In contrast to studies of implicit emotion regulation are those of explicit emotion regulation, defined as when individual consciously and with intention attempt to alter their emotional reactions using cognitive control strategies. Multiple volitional strategies exist for regulating emotional experiences, such as distancing, distraction, and suppression. By far, the most widely-used technique to study explicit regulation is cognitive reappraisal, a strategy used to re-interpret the meaning of an emotional stimulus to alter one’s own affective experience.109 For example, cognitive reappraisal is used when individuals re-evaluate the scene of women crying outside a church as one that depicts tears of joy at a wedding, rather than sorrow at a funeral.

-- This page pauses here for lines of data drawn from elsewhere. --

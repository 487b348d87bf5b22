//! PostgreSQL campaign store

use async_trait::async_trait;
use chrono::{DateTime, Utc};
use maildrip_common::{Error, Result};
use sqlx::{FromRow, PgPool};

use crate::models::{Campaign, CampaignStats, CampaignStatus, StatsPatch};
use crate::store::CampaignStore;

/// PostgreSQL-backed campaign store
#[derive(Clone)]
pub struct PgCampaignStore {
    pool: PgPool,
}

/// Raw campaign row; status and JSONB columns are converted at the boundary
/// so the rest of the system only ever sees typed values.
#[derive(FromRow)]
struct CampaignRow {
    id: String,
    user_id: String,
    name: String,
    campaign_type: String,
    subject: String,
    body: String,
    recipients: serde_json::Value,
    start_date: Option<DateTime<Utc>>,
    end_date: Option<DateTime<Utc>>,
    is_recurring: bool,
    is_scheduled: bool,
    scheduled_date_time: Option<DateTime<Utc>>,
    status: String,
    stats: serde_json::Value,
    tracking_ids: serde_json::Value,
    created_at: DateTime<Utc>,
    updated_at: DateTime<Utc>,
    target_audience: String,
    user_email: String,
    description: Option<String>,
}

impl TryFrom<CampaignRow> for Campaign {
    type Error = Error;

    fn try_from(row: CampaignRow) -> Result<Self> {
        let status: CampaignStatus = row
            .status
            .parse()
            .map_err(|e: String| Error::Database(e))?;
        let recipients = serde_json::from_value(row.recipients)
            .map_err(|e| Error::Database(format!("Invalid recipients column: {}", e)))?;
        let stats = serde_json::from_value(row.stats)
            .map_err(|e| Error::Database(format!("Invalid stats column: {}", e)))?;
        let tracking_ids = serde_json::from_value(row.tracking_ids)
            .map_err(|e| Error::Database(format!("Invalid tracking_ids column: {}", e)))?;

        Ok(Campaign {
            id: row.id,
            user_id: row.user_id,
            name: row.name,
            campaign_type: row.campaign_type,
            subject: row.subject,
            body: row.body,
            recipients,
            start_date: row.start_date,
            end_date: row.end_date,
            is_recurring: row.is_recurring,
            is_scheduled: row.is_scheduled,
            scheduled_date_time: row.scheduled_date_time,
            status,
            stats,
            tracking_ids,
            created_at: row.created_at,
            updated_at: row.updated_at,
            target_audience: row.target_audience,
            user_email: row.user_email,
            description: row.description,
        })
    }
}

impl PgCampaignStore {
    /// Create a new store over an existing pool
    pub fn new(pool: PgPool) -> Self {
        Self { pool }
    }

    fn db_err(e: sqlx::Error) -> Error {
        Error::Database(e.to_string())
    }

    fn encode<T: serde::Serialize>(value: &T, what: &str) -> Result<serde_json::Value> {
        serde_json::to_value(value)
            .map_err(|e| Error::Internal(format!("Failed to encode {}: {}", what, e)))
    }
}

#[async_trait]
impl CampaignStore for PgCampaignStore {
    async fn list(&self) -> Result<Vec<Campaign>> {
        let rows: Vec<CampaignRow> =
            sqlx::query_as("SELECT * FROM campaigns ORDER BY created_at DESC")
                .fetch_all(&self.pool)
                .await
                .map_err(Self::db_err)?;

        rows.into_iter().map(Campaign::try_from).collect()
    }

    async fn list_by_status(&self, status: CampaignStatus) -> Result<Vec<Campaign>> {
        let rows: Vec<CampaignRow> = sqlx::query_as(
            "SELECT * FROM campaigns WHERE status = $1 ORDER BY created_at DESC",
        )
        .bind(status.to_string())
        .fetch_all(&self.pool)
        .await
        .map_err(Self::db_err)?;

        rows.into_iter().map(Campaign::try_from).collect()
    }

    async fn get(&self, id: &str) -> Result<Option<Campaign>> {
        let row: Option<CampaignRow> = sqlx::query_as("SELECT * FROM campaigns WHERE id = $1")
            .bind(id)
            .fetch_optional(&self.pool)
            .await
            .map_err(Self::db_err)?;

        row.map(Campaign::try_from).transpose()
    }

    async fn save(&self, campaign: &Campaign) -> Result<()> {
        let recipients = Self::encode(&campaign.recipients, "recipients")?;
        let stats = Self::encode(&campaign.stats, "stats")?;
        let tracking_ids = Self::encode(&campaign.tracking_ids, "tracking ids")?;

        sqlx::query(
            r#"
            INSERT INTO campaigns (
                id, user_id, name, campaign_type, subject, body, recipients,
                start_date, end_date, is_recurring, is_scheduled,
                scheduled_date_time, status, stats, tracking_ids,
                created_at, updated_at, target_audience, user_email, description
            )
            VALUES ($1, $2, $3, $4, $5, $6, $7, $8, $9, $10, $11, $12, $13, $14, $15,
                    $16, NOW(), $17, $18, $19)
            ON CONFLICT (id) DO UPDATE SET
                user_id = EXCLUDED.user_id,
                name = EXCLUDED.name,
                campaign_type = EXCLUDED.campaign_type,
                subject = EXCLUDED.subject,
                body = EXCLUDED.body,
                recipients = EXCLUDED.recipients,
                start_date = EXCLUDED.start_date,
                end_date = EXCLUDED.end_date,
                is_recurring = EXCLUDED.is_recurring,
                is_scheduled = EXCLUDED.is_scheduled,
                scheduled_date_time = EXCLUDED.scheduled_date_time,
                status = EXCLUDED.status,
                stats = EXCLUDED.stats,
                tracking_ids = EXCLUDED.tracking_ids,
                target_audience = EXCLUDED.target_audience,
                user_email = EXCLUDED.user_email,
                description = EXCLUDED.description,
                updated_at = NOW()
            "#,
        )
        .bind(&campaign.id)
        .bind(&campaign.user_id)
        .bind(&campaign.name)
        .bind(&campaign.campaign_type)
        .bind(&campaign.subject)
        .bind(&campaign.body)
        .bind(&recipients)
        .bind(campaign.start_date)
        .bind(campaign.end_date)
        .bind(campaign.is_recurring)
        .bind(campaign.is_scheduled)
        .bind(campaign.scheduled_date_time)
        .bind(campaign.status.to_string())
        .bind(&stats)
        .bind(&tracking_ids)
        .bind(campaign.created_at)
        .bind(&campaign.target_audience)
        .bind(&campaign.user_email)
        .bind(&campaign.description)
        .execute(&self.pool)
        .await
        .map_err(Self::db_err)?;

        Ok(())
    }

    async fn update_status(&self, id: &str, status: CampaignStatus) -> Result<Option<Campaign>> {
        let row: Option<CampaignRow> = sqlx::query_as(
            r#"
            UPDATE campaigns SET status = $2, updated_at = NOW()
            WHERE id = $1
            RETURNING *
            "#,
        )
        .bind(id)
        .bind(status.to_string())
        .fetch_optional(&self.pool)
        .await
        .map_err(Self::db_err)?;

        row.map(Campaign::try_from).transpose()
    }

    async fn update_stats(&self, id: &str, patch: StatsPatch) -> Result<()> {
        // Read-modify-write under a row lock so the fingerprint union is
        // applied atomically against concurrent tracking callbacks.
        let mut tx = self.pool.begin().await.map_err(Self::db_err)?;

        let row: Option<(serde_json::Value,)> =
            sqlx::query_as("SELECT stats FROM campaigns WHERE id = $1 FOR UPDATE")
                .bind(id)
                .fetch_optional(&mut *tx)
                .await
                .map_err(Self::db_err)?;

        let (stats_value,) = row.ok_or_else(|| Error::NotFound(format!("campaign {}", id)))?;
        let mut stats: CampaignStats = serde_json::from_value(stats_value)
            .map_err(|e| Error::Database(format!("Invalid stats column: {}", e)))?;
        stats.apply(patch);

        sqlx::query("UPDATE campaigns SET stats = $2, updated_at = NOW() WHERE id = $1")
            .bind(id)
            .bind(Self::encode(&stats, "stats")?)
            .execute(&mut *tx)
            .await
            .map_err(Self::db_err)?;

        tx.commit().await.map_err(Self::db_err)?;
        Ok(())
    }

    async fn record_delivery(&self, id: &str, tracking_ids: &[String]) -> Result<()> {
        let result = sqlx::query(
            r#"
            UPDATE campaigns SET
                tracking_ids = $2,
                stats = jsonb_set(stats, '{sent}', to_jsonb($3::int)),
                status = 'completed',
                updated_at = NOW()
            WHERE id = $1
            "#,
        )
        .bind(id)
        .bind(Self::encode(&tracking_ids, "tracking ids")?)
        .bind(tracking_ids.len() as i32)
        .execute(&self.pool)
        .await
        .map_err(Self::db_err)?;

        if result.rows_affected() == 0 {
            return Err(Error::NotFound(format!("campaign {}", id)));
        }
        Ok(())
    }
}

In healthy individuals during implicit regulation, numerous regions of the PFC are engaged including VMPFC, DMPFC, VLPFC, and DLPFC in addition to the ACC110,111, while explicit regulation relies on engagement of these regions alongside middle temporal, superior temporal, and parietal cortices.112–115 In particular, both tasks of implicit and explicit regulation rely on functioning of the DLPFC and VLPFC, which differ from medial portions of the PFC that are heavily involved in emotional appraisal. In contrast, the VLPFC is attributed to motor inhibition116, spatial attention and re-orienting attention to objects117–119, semantic processing120, categorization of objects118,119, and memory for semantic information.121–123 During emotion processing, the VLPFC is involved in the generation of inner speech124–126, which helps individuals categorize emotions for appraisal and reappraisal.113 Functionally, the DLPFC forms numerous connections with other brain regions, predominantly with sensory cortices and regions involved in the integration of sensory information, such as the inferior parietal lobe.127 The DLPFC does not form direct connections with sub-cortical regions involved in emotional response, such as the amygdala, and must receive this information through the involvement of intermediate brain regions, predominantly the VMPFC and ACC.128–130 The DLPFC is involved in executive functioning broadly-defined, including working memory131–133, decision making134, attentional control135, and response selection.136 Given these functions, DLPFC’s role may be described as the active generation of strategies in order to execute goal-directed behavior, including emotion regulation.118,119
3.1. Prefrontal Cortex
In individuals with PTSD undergoing tasks of implicit regulation, the direction of aberrations within the PFC are mixed and discrepancies across studies may depend on the location of aberration within the cortex, as well as the type of emotional distractor used. For instance, during a stroop task in which participants indicated whether the quantity of numbers displayed on a screen was congruent to the number as written (e.g., two “2’s”) while negative emotional images were shown prior to each trial, individuals with PTSD exhibited less engagement of the VLPFC in comparison to traumatized and healthy controls.137 During incongruent trials (e.g., when the quantity of numbers did not match the number displayed), individuals with PTSD displayed less engagement of the DLPFC in comparison to traumatized controls.137 As trauma-exposed individuals engaged the DLPFC to a greater extent compared to healthy controls, over-engagement of this region during difficult trials may reflect compensatory functioning that is not necessary in the absence of a trauma history.137 Less engagement of the VLPFC and greater engagement of the VMPFC also corresponds to greater PTSD symptom severity when participants are instructed to press a button in response to a salient stimulus while also viewing negative emotional images.138 Less VLPFC and greater VMPFC activation also corresponded to greater amygdala engagement in this task138, suggesting that exaggerated VMPFC response does not translate to successful regulation. Therefore, in those with PTSD there is less reliance on lateral PFC regions known to be involved in regulation, alongside greater engagement of VMPFC that is likely recruited for emotional appraisal.138
In contrast, other work finds that PTSD symptom severity positively relates to engagement of the VLPFC and VMPFC during an emotional interference task in which individuals were instructed to indicate via button-press the occurrence of a non-emotional ‘target’ stimulus amidst emotional distractors.139 As this study utilized emotional distractors that were trauma-specific, discrepancy in terms of whether the PFC is over- versus under-engaged during implicit regulation may depend stimulus type. Over-engagement in this case may signal the need for compensatory functioning when emotional distractors are personally relevant.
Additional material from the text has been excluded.